BEGIN RECORDS FOR THE TASK

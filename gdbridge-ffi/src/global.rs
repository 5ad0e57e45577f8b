/*
 * Copyright (c) godot-rust; Bromeon and contributors.
 * This Source Code Form is subject to the terms of the Mozilla Public
 * License, v. 2.0. If a copy of the MPL was not distributed with this
 * file, You can obtain one at https://mozilla.org/MPL/2.0/.
 */

use std::ops::{Deref, DerefMut};
use std::sync::{Mutex, MutexGuard};

/// Lazily initialized, mutex-guarded global.
///
/// Used for the process-wide state that is mutated after startup, such as the handle table and the class registry.
/// State that is frozen at startup lives in the binding storage instead and is read without locking.
///
/// The initialization function is passed to the `const` constructor and runs on first [`lock()`](Self::lock).
pub struct Global<T> {
    value: Mutex<InitState<T>>,
}

impl<T> Global<T> {
    pub const fn new(init_fn: fn() -> T) -> Self {
        Self {
            value: Mutex::new(InitState::Pending(init_fn)),
        }
    }

    /// Uses `T::default()` as initialization function.
    ///
    /// Inherent rather than `Default` trait, because the latter cannot be used in `static` items.
    pub const fn default() -> Self
    where
        T: Default,
    {
        Self::new(T::default)
    }

    /// Blocks until the mutex is available, initializing the value on first access.
    ///
    /// # Panics
    /// If the initialization function panicked, now or during an earlier call.
    pub fn lock(&self) -> GlobalGuard<'_, T> {
        // A panic while a guard is held must not make the handle table unusable for the rest of the process;
        // the table's own operations leave it consistent at every point where they can panic.
        let mut guard = self.value.lock().unwrap_or_else(|poisoned| poisoned.into_inner());

        let pending = match *guard {
            InitState::Pending(init_fn) => Some(init_fn),
            _ => None,
        };

        if let Some(init_fn) = pending {
            *guard = InitState::Failed;

            let init_fn = std::panic::AssertUnwindSafe(init_fn);
            match std::panic::catch_unwind(init_fn) {
                Ok(value) => *guard = InitState::Initialized(value),
                Err(e) => {
                    eprintln!("panic during Global<T> initialization");
                    drop(guard);
                    std::panic::resume_unwind(e);
                }
            }
        }

        if matches!(*guard, InitState::Failed) {
            drop(guard);
            panic!("previous Global<T> initialization failed due to panic");
        }

        GlobalGuard { guard }
    }
}

// ----------------------------------------------------------------------------------------------------------------------------------------------
// Guards

/// Gives access to a `Global<T>`'s inner value for as long as it is held.
pub struct GlobalGuard<'a, T> {
    guard: MutexGuard<'a, InitState<T>>,
}

impl<T> Deref for GlobalGuard<'_, T> {
    type Target = T;

    fn deref(&self) -> &Self::Target {
        match &*self.guard {
            InitState::Initialized(value) => value,
            _ => unreachable!("guards only exist for initialized globals"),
        }
    }
}

impl<T> DerefMut for GlobalGuard<'_, T> {
    fn deref_mut(&mut self) -> &mut Self::Target {
        match &mut *self.guard {
            InitState::Initialized(value) => value,
            _ => unreachable!("guards only exist for initialized globals"),
        }
    }
}

// ----------------------------------------------------------------------------------------------------------------------------------------------
// Internals

enum InitState<T> {
    Initialized(T),
    Pending(fn() -> T),
    Failed,
}

// ----------------------------------------------------------------------------------------------------------------------------------------------
// Tests

#[cfg(test)]
mod tests {
    use super::*;
    use std::collections::HashMap;

    static CLASSES: Global<HashMap<&'static str, &'static str>> = Global::default();
    static LEVELS: Global<Vec<u32>> = Global::new(|| vec![0, 1]);
    static BROKEN: Global<u32> = Global::new(|| panic!("init failed"));

    #[test]
    fn global_map_keeps_writes() {
        {
            let mut classes = CLASSES.lock();
            classes.insert("Node", "Object");
            classes.insert("RefCounted", "Object");
        }

        {
            let mut classes = CLASSES.lock();
            classes.insert("Resource", "RefCounted");
        }

        let classes = CLASSES.lock();
        assert_eq!(classes.len(), 3);
        assert_eq!(classes.get("Resource"), Some(&"RefCounted"));
    }

    #[test]
    fn global_runs_init_fn_once() {
        LEVELS.lock().push(2);

        let levels = LEVELS.lock();
        assert_eq!(*levels, &[0, 1, 2]);
    }

    #[test]
    fn global_failed_init_stays_failed() {
        let first = std::panic::catch_unwind(|| *BROKEN.lock());
        assert!(first.is_err());

        let second = std::panic::catch_unwind(|| *BROKEN.lock());
        assert!(second.is_err());
    }
}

END RECORDS FOR THE TASK

» EXERCISE DESCRIPTION:
In the entries above, work out how many lines contain the string "function", and give only that number.

» WRITTEN ANSWER:
3